[What is being asked] Return every record below exactly.

[Source data]
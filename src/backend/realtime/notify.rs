/**
 * Notification Bridge
 *
 * Fan-out hook used by the chat session and by the post/comment services:
 *
 * - `refresh_chat_lists` tells every connection of each identity to re-fetch
 *   its room list
 * - `notify` pushes a like/comment notification to the recipient
 *
 * Delivery is live only. There is no queue for offline recipients.
 */

use crate::backend::realtime::registry::ConnectionRegistry;
use crate::shared::event::ServerEvent;
use crate::shared::messaging::Notification;

/// Pushes list-refresh signals and notifications to identity groups
#[derive(Clone)]
pub struct NotificationBridge {
    registry: ConnectionRegistry,
}

impl NotificationBridge {
    pub fn new(registry: ConnectionRegistry) -> Self {
        Self { registry }
    }

    /// Send `update_chat_list` to every connection of each identity
    ///
    /// Returns the total number of deliveries.
    pub fn refresh_chat_lists<I, S>(&self, identities: I) -> usize
    where
        I: IntoIterator<Item = S>,
        S: AsRef<str>,
    {
        identities
            .into_iter()
            .map(|identity| {
                self.registry
                    .broadcast_to_identity(identity.as_ref(), ServerEvent::UpdateChatList)
            })
            .sum()
    }

    /// Push a notification to its recipient
    ///
    /// Notifications about a user's own action are dropped.
    pub fn notify(&self, notification: Notification) -> usize {
        if notification.is_self_notification() {
            tracing::debug!(
                "[Notify] Skipping self-notification for {} on post {}",
                notification.recipient,
                notification.post_id
            );
            return 0;
        }

        let recipient = notification.recipient.clone();
        let delivered = self
            .registry
            .broadcast_to_identity(&recipient, ServerEvent::Notification(notification));
        tracing::debug!("[Notify] Notification for {} reached {} connection(s)", recipient, delivered);
        delivered
    }
}
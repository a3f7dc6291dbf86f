//! Pairchat - Main Library
//!
//! Pairchat is the realtime direct-message core of a blog/community site.
//! Two users converge on exactly one chat room, messages are persisted in
//! order, and every event is fanned out live over a WebSocket connection.
//!
//! # Module Structure
//!
//! - **`shared`** - Types used by every layer
//!   - Room keys, rooms, messages, notifications
//!   - Client and server wire events
//!   - Error and configuration types
//!
//! - **`backend`** - Server-side code
//!   - Room stores (in-memory and PostgreSQL)
//!   - Connection registry and notification bridge
//!   - Per-connection chat session protocol
//!   - Axum router, WebSocket endpoint and REST history routes
//!
//! # Usage
//!
//! ```rust,no_run
//! use pairchat::backend::server::init::create_app;
//! use pairchat::shared::ServerConfig;
//!
//! # async fn example() -> Result<(), Box<dyn std::error::Error>> {
//! let config = ServerConfig::from_env()?;
//! let app = create_app(config).await;
//! // Serve `app` with axum::serve
//! # Ok(())
//! # }
//! ```
//!
//! # Thread Safety
//!
//! - The connection registry is an `Arc<RwLock<..>>` handle, cloned per connection
//! - Room stores are `Arc<dyn RoomStore>` and guarantee atomic appends themselves
//! - Outbound frames go through one unbounded `mpsc` queue per connection
//!
//! # Error Handling
//!
//! - `shared::error::ChatError` for domain and protocol failures
//! - `backend::error::BackendError` for HTTP responses

/// Shared types and data structures
pub mod shared;

/// Backend server-side code
pub mod backend;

[Result for this task]
filename src/backend/realtime/notify.rs
/**
 * Notification Bridge
 *
 * Fan-out hook used by the chat session and by the post/comment services:
 *
 * - `refresh_chat_lists` tells every connection of each identity to re-fetch
 *   its room list
 * - `notify` pushes a like/comment notification to the recipient
 *
 * Delivery is live only. There is no queue for offline recipients.
 */

use crate::backend::realtime::registry::ConnectionRegistry;
use crate::shared::event::ServerEvent;
use crate::shared::messaging::Notification;

/// Pushes list-refresh signals and notifications to identity groups
#[derive(Clone)]
pub struct NotificationBridge {
    registry: ConnectionRegistry,
}

impl NotificationBridge {
    pub fn new(registry: ConnectionRegistry) -> Self {
        Self { registry }
    }

    /// Send `update_chat_list` to every connection of each identity
    ///
    /// Returns the total number of deliveries.
    pub fn refresh_chat_lists<I, S>(&self, identities: I) -> usize
    where
        I: IntoIterator<Item = S>,
        S: AsRef<str>,
    {
        identities
            .into_iter()
            .map(|identity| {
                self.registry
                    .broadcast_to_identity(identity.as_ref(), ServerEvent::UpdateChatList)
            })
            .sum()
    }

    /// Push a notification to its recipient
    ///
    /// Notifications about a user's own action are dropped.
    pub fn notify(&self, notification: Notification) -> usize {
        if notification.is_self_notification() {
            tracing::debug!(
                "[Notify] Skipping self-notification for {} on post {}",
                notification.recipient,
                notification.post_id
            );
            return 0;
        }

        let recipient = notification.recipient.clone();
        let delivered = self
            .registry
            .broadcast_to_identity(&recipient, ServerEvent::Notification(notification));
        tracing::debug!("[Notify] Notification for {} reached {} connection(s)", recipient, delivered);
        delivered
    }
}
repository a3f7dc6291dbf86f
//! Pairchat - Main Library
//!
//! Pairchat is the realtime direct-message core of a blog/community site.
//! Two users converge on exactly one chat room, messages are persisted in
//! order, and every event is fanned out live over a WebSocket connection.
//!
//! # Module Structure
//!
//! - **`shared`** - Types used by every layer
//!   - Room keys, rooms, messages, notifications
//!   - Client and server wire events
//!   - Error and configuration types
//!
//! - **`backend`** - Server-side code
//!   - Room stores (in-memory and PostgreSQL)
//!   - Connection registry and notification bridge
//!   - Per-connection chat session protocol
//!   - Axum router, WebSocket endpoint and REST history routes
//!
//! # Usage
//!
//! ```rust,no_run
//! use pairchat::backend::server::init::create_app;
//! use pairchat::shared::ServerConfig;
//!
//! # async fn example() -> Result<(), Box<dyn std::error::Error>> {
//! let config = ServerConfig::from_env()?;
//! let app = create_app(config).await;
//! // Serve `app` with axum::serve
//! # Ok(())
//! # }
//! ```
//!
//! # Thread Safety
//!
//! - The connection registry is an `Arc<RwLock<..>>` handle, cloned per connection
//! - Room stores are `Arc<dyn RoomStore>` and guarantee atomic appends themselves
//! - Outbound frames go through one unbounded `mpsc` queue per connection
//!
//! # Error Handling
//!
//! - `shared::error::ChatError` for domain and protocol failures
//! - `backend::error::BackendError` for HTTP responses

/// Shared types and data structures
pub mod shared;

/// Backend server-side code
pub mod backend;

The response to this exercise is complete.